Vegan Bombay Potatoes
- ★★
- ★★
- ★★
- ★★
- ★★
- Recipe Card
Recipe Card
ingredients
- 1 (1-inch) piece ginger, minced
- 4 cloves garlic, minced
- 1 medium red onion, finely chopped
- 1 small red chili, sliced
- 1 medium red bell pepper, chopped
- 1 medium eggplant, chopped
- 2 pounds potatoes, chopped
- 1 (13.5 ounce) can coconut milk
- 6 ounces tomatoes, chopped
- 2 cups vegetable stock
- 7 ounces chickpeas
- 1/4 cup curry paste
- 2 tablespoons pomegranate seeds
Method
Step 1
In a large pot on medium heat, gently fry the ginger, garlic, red onion and chili.

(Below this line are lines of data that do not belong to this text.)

use std::path::PathBuf;

use directories_next::ProjectDirs;

/// Name of the settings file inside the config directory.
pub const SETTINGS_FILE: &str = "config.toml";

/// Per-user configuration directory (`~/.config/toolbelt` on Linux).
pub fn project_config_dir() -> Option<PathBuf> {
    ProjectDirs::from("", "", "toolbelt").map(|d| d.config_dir().to_path_buf())
}

/// Default location of the settings file.
pub fn settings_path() -> Option<PathBuf> {
    project_config_dir().map(|d| d.join(SETTINGS_FILE))
}
pub mod archive;
pub mod cli;
pub mod font;
pub mod fs_op;
pub mod logging;
pub mod relative_time;
pub mod settings;

pub use crate::archive::{ArchiveBuilder, ArchiveError, ArchiveOptions};
pub use crate::font::{is_real_otf, is_real_ttf, FontKind};
pub use crate::fs_op::{
    copy_path, move_path, remove_path, rename_path, resolve_name, write_to_file, FsOpError,
    WriteMode,
};
pub use crate::relative_time::{to_relative_time, to_relative_time_at};
pub use crate::settings::Settings;
//! JAR-style archive packing, listing and unpacking.

pub mod builder;
pub mod entry;
pub mod error;
pub mod options;
pub mod reader;

pub use builder::{ArchiveBuilder, BuildReport, MANIFEST_NAME};
pub use entry::{ArchiveEntry, EntryKind};
pub use error::ArchiveError;
pub use options::{ArchiveOptions, Compression};
pub use reader::{extract, read_entries};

Once fragrant and soft, about 5 minutes, add the eggplant, red pepper and tomatoes. Cook for 10 minutes.
Step 2
Add the curry paste and stir to combine. Fry the curry paste for 1-2 minutes, or until it's aromatic. Then, add the vegetable stock and put a lid on the pot. Simmer for 15 minutes.
Step 3
After 15 minutes, add the coconut milk and tomatoes and stir to combine. Season with salt and pepper and simmer for an additional 25 minutes, stirring occasionally.
Step 4
While the potatoes are cooking, cook the chickpeas. In a small saute pan, heat the oil and dry the chickpeas with salt and pepper until they turn golden brown, about 5 minutes.
Step 5
Serve the potatoes over rice and top with crispy chickpeas. Top with pomegranate seeds. Enjoy!